Lastly, as a response to China’s Belt and Road Initiative (BRI), the G7 summit launched a Build Back Better World (B3W) partnership - a bold and value-driven global infrastructure initiative led by the democratic leaders of the world. Its purpose is to help narrow the USD 40 trillion infrastructure gap faced by the global south.
According to the US, the focus will be on the areas of climate change, health security, gender equity, equality and technology. All are potential areas, but one needs to attack poverty and inequality in the developmentally backward countries more directly than as an outcome of other investments. Mind you the immiseration has worsened after the pandemic.
India’s gains from B3W
For India, the B3W initiative will strengthen its relationship with the democratic West and East, collectively catalyze funds in infrastructure development in the region and, most importantly, keep China wary of manifesting aggression closer to India’s borders, both in the north, with Tibet and Bhutan, and in the south, with Sri Lanka.
In the long run, if tactically implemented, this initiative can also help India and its allies balance China’s String of Pearls strategy in South Asia and beyond that focussed on the construction of infrastructure networks in the littoral nations from the South China Sea to the Middle East.
But the B3W initiative is undefined and vague on specifics. If this has to rival BRI, then the G7 better get its act together and create a single institution or empower the World Bank with a trust fund with at least some leverage capital i.e., USD 500 billion to be credible. It should also lift the good ideas from the two Chinese-floated successful infra-funding institutions: Asian Infrastructure Investment Bank and the New Development Bank.
Otherwise, the poor countries would not mind mortgaging their family silver to get funding and projects from a single source: BRI.
Challenging China's dominance
It is in this context, one needs to understand the Open Societies Statement signed on by the seven plus four invitees including India. It reflects their collective resolve to counter authoritarian regimes in global and regional spheres and stresses the need for open societies to collaborate and challenge China’s dominance in global supply chains and critical arteries, and build safeguards against any global shocks.
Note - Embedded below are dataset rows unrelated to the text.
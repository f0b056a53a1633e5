//! Person domain model.
//!
//! # Responsibility
//! - Hold the contact fields shared by every role (`PersonDetails`).
//! - Expose students and teachers through one tagged variant (`Person`).
//!
//! # Invariants
//! - Identity ("same person") is decided by `Name` alone.
//! - Full equality and hashing cover every field of the variant.
//! - Tags and classes have unique membership and deterministic order.

use crate::model::fields::{Address, Attendance, ClassName, Email, Gender, Name, Phone, Subject, Tag};
use crate::model::student::Student;
use crate::model::teacher::Teacher;
use std::collections::BTreeSet;
use std::fmt::{Display, Formatter};

/// Contact fields common to all roles.
#[derive(Debug, Clone, PartialEq, Eq, Hash)]
pub struct PersonDetails {
    name: Name,
    phone: Phone,
    email: Email,
    address: Address,
    tags: BTreeSet<Tag>,
}

impl PersonDetails {
    pub fn new(
        name: Name,
        phone: Phone,
        email: Email,
        address: Address,
        tags: impl IntoIterator<Item = Tag>,
    ) -> Self {
        Self {
            name,
            phone,
            email,
            address,
            tags: tags.into_iter().collect(),
        }
    }

    pub fn name(&self) -> &Name {
        &self.name
    }

    pub fn phone(&self) -> &Phone {
        &self.phone
    }

    pub fn email(&self) -> &Email {
        &self.email
    }

    pub fn address(&self) -> &Address {
        &self.address
    }

    pub fn tags(&self) -> &BTreeSet<Tag> {
        &self.tags
    }

    /// Returns true if both records refer to the same person (same name).
    pub fn is_same_person(&self, other: &PersonDetails) -> bool {
        self.name == other.name
    }
}

/// Role discriminator used by the `r/` command prefix and storage.
#[derive(Debug, Clone, Copy, PartialEq, Eq, Hash)]
pub enum Role {
    Student,
    Teacher,
}

impl Role {
    pub const CONSTRAINTS: &'static str = "Role should be either student or teacher";

    pub fn parse(raw: &str) -> Option<Self> {
        match raw.trim().to_ascii_lowercase().as_str() {
            "student" => Some(Self::Student),
            "teacher" => Some(Self::Teacher),
            _ => None,
        }
    }

    pub fn as_str(&self) -> &'static str {
        match self {
            Self::Student => "student",
            Self::Teacher => "teacher",
        }
    }
}

impl Display for Role {
    fn fmt(&self, f: &mut Formatter<'_>) -> std::fmt::Result {
        f.write_str(self.as_str())
    }
}

/// An entry of the address book.
#[derive(Debug, Clone, PartialEq, Eq, Hash)]
pub enum Person {
    Student(Student),
    Teacher(Teacher),
}

impl Person {
    pub fn role(&self) -> Role {
        match self {
            Self::Student(_) => Role::Student,
            Self::Teacher(_) => Role::Teacher,
        }
    }

    pub fn details(&self) -> &PersonDetails {
        match self {
            Self::Student(student) => student.details(),
            Self::Teacher(teacher) => teacher.details(),
        }
    }

    pub fn name(&self) -> &Name {
        self.details().name()
    }

    pub fn phone(&self) -> &Phone {
        self.details().phone()
    }

    pub fn email(&self) -> &Email {
        self.details().email()
    }

    pub fn address(&self) -> &Address {
        self.details().address()
    }

    pub fn tags(&self) -> &BTreeSet<Tag> {
        self.details().tags()
    }

    pub fn gender(&self) -> Gender {
        match self {
            Self::Student(student) => student.gender(),
            Self::Teacher(teacher) => teacher.gender(),
        }
    }

    pub fn subject(&self) -> &Subject {
        match self {
            Self::Student(student) => student.subject(),
            Self::Teacher(teacher) => teacher.subject(),
        }
    }

    pub fn classes(&self) -> &BTreeSet<ClassName> {
        match self {
            Self::Student(student) => student.classes(),
            Self::Teacher(teacher) => teacher.classes(),
        }
    }

    /// Attendance count; only students track attendance.
    pub fn attendance(&self) -> Option<Attendance> {
        match self {
            Self::Student(student) => Some(student.attendance()),
            Self::Teacher(_) => None,
        }
    }

    /// Returns true if both entries have the same name, regardless of role.
    pub fn is_same_person(&self, other: &Person) -> bool {
        self.details().is_same_person(other.details())
    }
}

impl From<Student> for Person {
    fn from(value: Student) -> Self {
        Self::Student(value)
    }
}

impl From<Teacher> for Person {
    fn from(value: Teacher) -> Self {
        Self::Teacher(value)
    }
}

impl Display for Person {
    fn fmt(&self, f: &mut Formatter<'_>) -> std::fmt::Result {
        match self {
            Self::Student(student) => Display::fmt(student, f),
            Self::Teacher(teacher) => Display::fmt(teacher, f),
        }
    }
}

/// Renders a set as `[a, b]` for diagnostic strings.
pub(crate) fn join_set<T: Display>(values: &BTreeSet<T>) -> String {
    let joined = values
        .iter()
        .map(ToString::to_string)
        .collect::<Vec<_>>()
        .join(", ");
    format!("[{joined}]")
}
//! Repository layer abstractions and persistence implementations.
//!
//! # Responsibility
//! - Define the load/save contract for the address book.
//! - Isolate SQLite query details from service orchestration.
//!
//! # Invariants
//! - Persisted rows are re-validated through the field parsers on load;
//!   anything that fails is reported as `RepoError::InvalidData`.
//! - Saves replace the whole book atomically, preserving list order.

pub mod person_repo;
Three years ago, China was not even mentioned in the G7 communique, but some of the proposals fleshed out were explicit on the need to counter its rise. Said an American official: “The statement has a section on China that speaks about the importance of coordinating on and responding to China’s non-market economic practices and the need to speak out against human rights abuses, including in Xinjiang and Hong Kong”.
The Chinese Communist Party was not amused. A Chinese official in their London embassy reacted rather sharply: “The days when global decisions were dictated by a small group of countries are long gone”.
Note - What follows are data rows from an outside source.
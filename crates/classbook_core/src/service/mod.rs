//! Core use-case services.
//!
//! # Responsibility
//! - Orchestrate parser, commands and repository into one call per input line.
//! - Keep the CLI decoupled from storage details.

pub mod command_service;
Yet all signals on China are music to New Delhi as Indians observed on June 15 the first anniversary of the Galwan Valley clash where 20 of their soldiers died in combat with China’s People’s Liberation Army.
The clash resulted from China’s obduracy to settle the border issues with India peacefully and in tranquility. These soldiers and perhaps more on the Chinese side - a figure China has refused to disclose - died in close combat, where primitive weapons were used following an agreement not to use firepower in any manner whatsoever.
The Indo-Pacific dynamics
Biden’s next stop after Cornwall was Brussels. His stay started with a North Atlantic Treaty Organization (NATO) meeting. Biden wanted to salve the wounds left by Trump on NATO and to say that America will continue to lead the free world. He thus sent out a strong message to the rest of the world.
Biden’s visit included a bilateral meeting with Turkish President Recep Tayyip Erdoğan, but there was no agreement on US opposition to Turkey also buying the Russian S-400 missile defense system, which India is also purchasing.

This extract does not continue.